L'historienne toulousaine nous montre ensuite l'expansion du catharisme en Italie, particulièrement en Lombardie ; les communautés s'y divisent sur la question du dualisme, sous l'impulsion de leurs guides et des textes qu'ils produisent, sous l'influence par exemple de l'«Interrogatio Iohannis» d'origine grecque. On aborde ainsi de manière détaillée et controversée la grande affaire de la chute et du péché de chair, bref de la responsabilité de Satan dans l'origine du mal — pour les Cathares, Dieu n'est en rien la cause du mal— et la question du salut, tous soucieux d'éviter à leur âme les errances de corps en corps car il n'y a pas de Purgatoire. Petits seigneurs dont le château forme un "castrum" avec le village attenant, paysans et artisans qui y vivent regroupés, les Bons Hommes du Languedoc, semblent un peu en retrait des subtilités théologiques des Italiens, mais tous sont fortement acquis au mépris de la sexualité, et tous comptent sur le "consolamentum" et croient au baptême par imposition des mains (cf. illustration de couverture). Sur tous ces points, les archives de l'Inquisition permettent de préciser la dissidence des Bons Hommes et des Bonnes Femmes. En Catalogne (Couronne d'Aragon), le catharisme paraît surtout représenté par les familles d'exilés venues du comté de Toulouse et du comté de Foix après la Croisade de 1209, depuis l'époque de la chute de Montségur, jusqu'aux années du périple de Guillaume Bélibaste, le dernier Parfait. Arrêté au sud de l'Aragon par le "chasseur de primes" qu'était Arnaud Sicre, il finira sur le dernier bûcher, allumé en 1321 à Villerouge-Termenès près de son village natal de Cubières (Aude).

 

«L'ennemi de Dieu, Satan, fit des corps d'homme dans lesquels il enferma ces esprits [...]. Ces esprits, quand ils sortent des tuniques, c'est-à-dire d'un corps, se sauvent tous nus, apeurés, et ils courent si vite, que si un esprit était sorti d'un corps à Valence et devait entrer dans un autre dans le comté de Foix, et qu'il plût abondamment sur tout le parcours, c'est à peine si trois gouttes de pluie l'atteindraient. Courant ainsi apeuré, il se pose dans le premier trou vide qu'il peut trouver, c'est à dire dans le ventre de tout animal qui porte un embryon encore sans vie : chienne, lapine, jument, ou n'importe quel autre animal, ou encore dans le ventre d'une femme, de telle sorte cependant que si cet esprit a mal agi dans son premier corps, il s'incorpore dans le corps d'une bête brute ; si au contraire il n'a pas fait de mal, il entre dans le corps d'une femme. Ainsi les esprits s'en vont de tunique en tunique jusqu'à ce qu'ils entrent dans une belle tunique, c'est à dire dans le corps d'un homme ou d'une femme qui a l'entendement du bien, que dans le corps ils soient sauvés, et qu'après être sortis de cette belle tunique, ils retournent au Père saint.» C'est ainsi que l'inquisiteur Jacques Fournier nota le credo de Bélibaste tel que rapporté par Arnaud Sicre.

 

• Outre l'objectif déclaré de remettre en ordre le passé des Cathares, de "démystifier" la doctrine cathare, l'ouvrage de Pilar Jimenez a plusieurs mérites que je voudrais souligner. D'abord, pour les communautés de toutes les régions étudiées, on voit bien l'importance d'un idéal difficilement accessible mais exaltant de mépris du monde et de la sexualité. Ensuite ces recherches donnent vie aux textes théologiques qui s'étendent sur les XIIe et XIIIe siècles, abondamment cités, certains en latin comme la profession de foi des cathares florentins (29 juin 1227).
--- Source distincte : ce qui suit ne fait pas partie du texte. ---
//! Recurring plan invoice generation
//!
//! A plan is a template: client, line items, interval. There is no
//! in-process scheduler; `run` is an explicit call that generates the next
//! invoice and advances the plan's next run date.

use crate::database::invoice_repository::{Invoice, InvoiceInput, InvoiceItemInput};
use crate::database::recurring_plan_repository::{
    RecurringPlan, RecurringPlanInput, RecurringPlanRepository,
};
use crate::database::repository::Repository;
use crate::error::{AppError, DomainError, ValidationError};
use crate::services::audit::AuditService;
use crate::services::invoices::InvoiceService;
use bigdecimal::BigDecimal;
use chrono::{Months, NaiveDate};
use serde::Deserialize;
use serde_json::json;
use sqlx::PgPool;
use std::str::FromStr;
use std::sync::Arc;
use tracing::info;
use uuid::Uuid;

const FREQUENCIES: &[&str] = &["weekly", "monthly", "quarterly", "yearly"];

/// Line-item template entry stored in the plan's `items` JSON.
/// Amounts are strings to keep NUMERIC precision through JSON.
#[derive(Debug, Deserialize)]
struct PlanItemTemplate {
    description: String,
    quantity: String,
    unit_price: String,
}

pub struct RecurringPlanService {
    plans: RecurringPlanRepository,
    invoice_service: Arc<InvoiceService>,
    audit: Arc<AuditService>,
}

impl RecurringPlanService {
    pub fn new(
        pool: PgPool,
        invoice_service: Arc<InvoiceService>,
        audit: Arc<AuditService>,
    ) -> Self {
        Self {
            plans: RecurringPlanRepository::new(pool),
            invoice_service,
            audit,
        }
    }

    pub async fn create(&self, input: RecurringPlanInput) -> Result<RecurringPlan, AppError> {
        validate_plan(&input)?;
        let plan = self.plans.create(&input).await?;

        info!(plan_id = %plan.id, name = %plan.name, "recurring plan created");
        self.audit
            .record(
                "recurring_plan.created",
                "recurring_plan",
                Some(&plan.id.to_string()),
                json!({ "name": plan.name, "frequency": plan.frequency }),
            )
            .await;

        Ok(plan)
    }

    pub async fn update(
        &self,
        id: Uuid,
        input: RecurringPlanInput,
    ) -> Result<RecurringPlan, AppError> {
        validate_plan(&input)?;
        let plan = self.plans.update(id, &input).await?;

        self.audit
            .record(
                "recurring_plan.updated",
                "recurring_plan",
                Some(&id.to_string()),
                json!({ "name": plan.name, "is_active": plan.is_active }),
            )
            .await;

        Ok(plan)
    }

    pub async fn get(&self, id: Uuid) -> Result<RecurringPlan, AppError> {
        self.plans.find(id).await?.ok_or_else(|| {
            DomainError::PlanNotFound {
                plan_id: id.to_string(),
            }
            .into()
        })
    }

    pub async fn list(&self) -> Result<Vec<RecurringPlan>, AppError> {
        Ok(self.plans.find_all().await?)
    }

    pub async fn delete(&self, id: Uuid) -> Result<(), AppError> {
        if !self.plans.delete(&id.to_string()).await? {
            return Err(DomainError::PlanNotFound {
                plan_id: id.to_string(),
            }
            .into());
        }
        self.audit
            .record(
                "recurring_plan.deleted",
                "recurring_plan",
                Some(&id.to_string()),
                json!({}),
            )
            .await;
        Ok(())
    }

    /// Generate the plan's next invoice and advance `next_run_at`
    pub async fn run(&self, id: Uuid) -> Result<Invoice, AppError> {
        let plan = self.get(id).await?;
        if !plan.is_active {
            return Err(DomainError::PlanInactive {
                plan_id: id.to_string(),
            }
            .into());
        }

        let items = parse_plan_items(&plan.items)?;
        let invoice_number = next_invoice_number(plan.next_run_at);

        let (invoice, _) = self
            .invoice_service
            .create(
                InvoiceInput {
                    client_id: plan.client_id,
                    invoice_number,
                    issue_date: plan.next_run_at,
                    due_date: None,
                    notes: Some(format!("Generated from plan '{}'", plan.name)),
                },
                items,
            )
            .await
            .map_err(|e| e.with_context(format!("generating invoice for plan {}", id)))?;

        let next = advance_run_date(plan.next_run_at, &plan.frequency);
        self.plans.set_next_run(id, next).await?;

        info!(plan_id = %id, invoice_id = %invoice.id, next_run = %next, "recurring plan run");
        self.audit
            .record(
                "recurring_plan.run",
                "recurring_plan",
                Some(&id.to_string()),
                json!({ "invoice_id": invoice.id.to_string(), "next_run_at": next.to_string() }),
            )
            .await;

        Ok(invoice)
    }
}

fn validate_plan(input: &RecurringPlanInput) -> Result<(), AppError> {
    if input.name.trim().is_empty() {
        return Err(ValidationError::MissingField {
            field: "name".to_string(),
        }
        .into());
    }
    if !FREQUENCIES.contains(&input.frequency.as_str()) {
        return Err(ValidationError::InvalidField {
            field: "frequency".to_string(),
            reason: format!("must be one of: {}", FREQUENCIES.join(", ")),
        }
        .into());
    }
    // templates must be parseable now, not at run time
    parse_plan_items(&input.items)?;
    Ok(())
}

fn parse_plan_items(value: &serde_json::Value) -> Result<Vec<InvoiceItemInput>, AppError> {
    let templates: Vec<PlanItemTemplate> =
        serde_json::from_value(value.clone()).map_err(|e| ValidationError::InvalidField {
            field: "items".to_string(),
            reason: format!("malformed item template: {}", e),
        })?;

    if templates.is_empty() {
        return Err(ValidationError::MissingField {
            field: "items".to_string(),
        }
        .into());
    }

    templates
        .into_iter()
        .map(|template| {
            let quantity = BigDecimal::from_str(&template.quantity).map_err(|_| {
                ValidationError::InvalidField {
                    field: "items.quantity".to_string(),
                    reason: format!("'{}' is not a decimal number", template.quantity),
                }
            })?;
            let unit_price = BigDecimal::from_str(&template.unit_price).map_err(|_| {
                ValidationError::InvalidField {
                    field: "items.unit_price".to_string(),
                    reason: format!("'{}' is not a decimal number", template.unit_price),
                }
            })?;
            Ok(InvoiceItemInput {
                description: template.description,
                quantity,
                unit_price,
            })
        })
        .collect()
}

fn next_invoice_number(run_date: NaiveDate) -> String {
    let suffix = Uuid::new_v4().simple().to_string();
    format!("INV-{}-{}", run_date.format("%Y%m%d"), &suffix[..6])
}

fn advance_run_date(current: NaiveDate, frequency: &str) -> NaiveDate {
    match frequency {
        "weekly" => current + chrono::Duration::days(7),
        "quarterly" => current.checked_add_months(Months::new(3)).unwrap_or(current),
        "yearly" => current.checked_add_months(Months::new(12)).unwrap_or(current),
        // monthly, and the safe default for anything unexpected
        _ => current.checked_add_months(Months::new(1)).unwrap_or(current),
    }
}

#[cfg(test)]
mod tests {
    use super::*;

    fn date(y: i32, m: u32, d: u32) -> NaiveDate {
        NaiveDate::from_ymd_opt(y, m, d).unwrap()
    }

    #[test]
    fn run_dates_advance_by_frequency() {
        assert_eq!(advance_run_date(date(2026, 1, 15), "weekly"), date(2026, 1, 22));
        assert_eq!(advance_run_date(date(2026, 1, 15), "monthly"), date(2026, 2, 15));
        assert_eq!(advance_run_date(date(2026, 1, 15), "quarterly"), date(2026, 4, 15));
        assert_eq!(advance_run_date(date(2026, 1, 15), "yearly"), date(2027, 1, 15));
    }

    #[test]
    fn month_end_advances_clamp() {
        assert_eq!(advance_run_date(date(2026, 1, 31), "monthly"), date(2026, 2, 28));
    }

    #[test]
    fn plan_items_parse_into_invoice_items() {
        let value = serde_json::json!([
            { "description": "Hosting", "quantity": "1", "unit_price": "25.00" },
            { "description": "Support hours", "quantity": "2.5", "unit_price": "80" }
        ]);
        let items = parse_plan_items(&value).expect("should parse");
        assert_eq!(items.len(), 2);
        assert_eq!(items[1].quantity, BigDecimal::from_str("2.5").unwrap());
    }

    #[test]
    fn malformed_plan_items_are_rejected() {
        assert!(parse_plan_items(&serde_json::json!([])).is_err());
        assert!(parse_plan_items(&serde_json::json!({"not": "a list"})).is_err());
        assert!(parse_plan_items(&serde_json::json!([
            { "description": "x", "quantity": "one", "unit_price": "10" }
        ]))
        .is_err());
    }

    #[test]
    fn invoice_numbers_embed_the_run_date() {
        let number = next_invoice_number(date(2026, 3, 1));
        assert!(number.starts_with("INV-20260301-"));
    }
}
Enfin, on voit bien que l'arme absolue contre les Cathares n'est pas la controverse mais l'extermination quand l'Église radicalise son combat contre l'hérésie au XIIIe siècle. Les deux cents Parfaits victimes des bûchers de Montségur en 1244 sont ainsi précédés à Mont-Aîmé, en Champagne, par les 183 hérétiques qui furent brûlés le 13 mai 1239 en présence de nombreux évêques du nord de la France. Plus anciennement, le nommé Ramirdh qui prêchait contre les simoniaques de Cambrai y fut brûlé — seul— en 1076 par ordre de son évêque. Plus anciennement encore, en 1022, dix chanoines d'Orléans avaient été envoyés au bûcher par le roi Robert le Pieux.

 

Pilar JIMENEZ-SANCHEZ : Les Catharismes. Modèles dissidents du christianisme médiéval (XIIe-XIIIe siècles). Préface de Dominique Iogna-Prat. Presses Universitaires de Rennes, 2008, 454 pages. Avec annexes, bibliographie, index.